* _Exercise instructions_
Start with the first line of the data and end with the line that holds "bs.copy_from_slice(bytes);"; write out each one exactly.

* _Data for this task_
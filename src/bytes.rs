use std::convert::AsRef;
use std::mem::size_of;

use crate::packet::MalformedPacket;
use crate::util::FirstNul;

pub trait FromBytes: Sized {
    type Error;

    fn from_bytes<T: AsRef<[u8]>>(bytes: T) -> Result<Self, Self::Error>;
}

pub trait IntoBytes {
    fn into_bytes(self) -> Vec<u8>;
}

/// Wire representation of a primitive: big-endian integers and NUL-terminated
/// text.
pub struct Bytes<T>(T);

impl<T> Bytes<T> {
    pub fn new(val: T) -> Self {
        Self(val)
    }

    pub fn into_inner(self) -> T {
        self.0
    }
}

impl FromBytes for Bytes<u16> {
    type Error = MalformedPacket;

    fn from_bytes<T: AsRef<[u8]>>(bytes: T) -> Result<Self, MalformedPacket> {
        let bytes = bytes.as_ref();

        if bytes.len() != size_of::<u16>() {
            return Err(MalformedPacket::Truncated { len: bytes.len() });
        }

        let mut bs = [0u8; size_of::<u16>()];
        bs.copy_from_slice(bytes);

        Ok(Self(u16::from_be_bytes(bs)))
    }
}

impl IntoBytes for Bytes<u16> {
    fn into_bytes(self) -> Vec<u8> {
        self.0.to_be_bytes().to_vec()
    }
}

impl FromBytes for Bytes<String> {
    type Error = MalformedPacket;

    /// Reads text up to the first NUL. Anything after the terminator is
    /// ignored; the caller decides whether trailing bytes are legal.
    fn from_bytes<T: AsRef<[u8]>>(bytes: T) -> Result<Self, MalformedPacket> {
        let bytes = bytes.as_ref();

        let nul = bytes
            .first_nul_idx()
            .ok_or(MalformedPacket::Unterminated)?;
        let text = std::str::from_utf8(&bytes[..nul]).map_err(|_| MalformedPacket::InvalidText)?;

        Ok(Self(text.to_string()))
    }
}

impl IntoBytes for Bytes<String> {
    fn into_bytes(self) -> Vec<u8> {
        let mut bytes = self.0.into_bytes();
        bytes.push(0);
        bytes
    }
}

#[cfg(test)]
mod tests {
    use super::*;

    #[test]
    fn test_u16_is_big_endian() {
        assert_eq!(Bytes::new(0x0102u16).into_bytes(), vec![0x01, 0x02]);
        assert_eq!(Bytes::<u16>::from_bytes(&[0xff, 0x00]).unwrap().into_inner(), 0xff00);
        assert!(Bytes::<u16>::from_bytes(&[0x01]).is_err());
    }

    #[test]
    fn test_text_requires_terminator() {
        let s = Bytes::<String>::from_bytes(b"hello\0rest").unwrap();
        assert_eq!(s.into_inner(), "hello");
        assert_eq!(Bytes::new("hi".to_string()).into_bytes(), b"hi\0".to_vec());
        assert!(matches!(
            Bytes::<String>::from_bytes(b"no terminator"),
            Err(MalformedPacket::Unterminated)
        ));
    }
}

* _Exercise result_
filename src/bytes.rs
use std::convert::AsRef;
use std::mem::size_of;

use crate::packet::MalformedPacket;
use crate::util::FirstNul;

pub trait FromBytes: Sized {
    type Error;

    fn from_bytes<T: AsRef<[u8]>>(bytes: T) -> Result<Self, Self::Error>;
}

pub trait IntoBytes {
    fn into_bytes(self) -> Vec<u8>;
}

/// Wire representation of a primitive: big-endian integers and NUL-terminated
/// text.
pub struct Bytes<T>(T);

impl<T> Bytes<T> {
    pub fn new(val: T) -> Self {
        Self(val)
    }

    pub fn into_inner(self) -> T {
        self.0
    }
}

impl FromBytes for Bytes<u16> {
    type Error = MalformedPacket;

    fn from_bytes<T: AsRef<[u8]>>(bytes: T) -> Result<Self, MalformedPacket> {
        let bytes = bytes.as_ref();

        if bytes.len() != size_of::<u16>() {
            return Err(MalformedPacket::Truncated { len: bytes.len() });
        }

        let mut bs = [0u8; size_of::<u16>()];
        bs.copy_from_slice(bytes);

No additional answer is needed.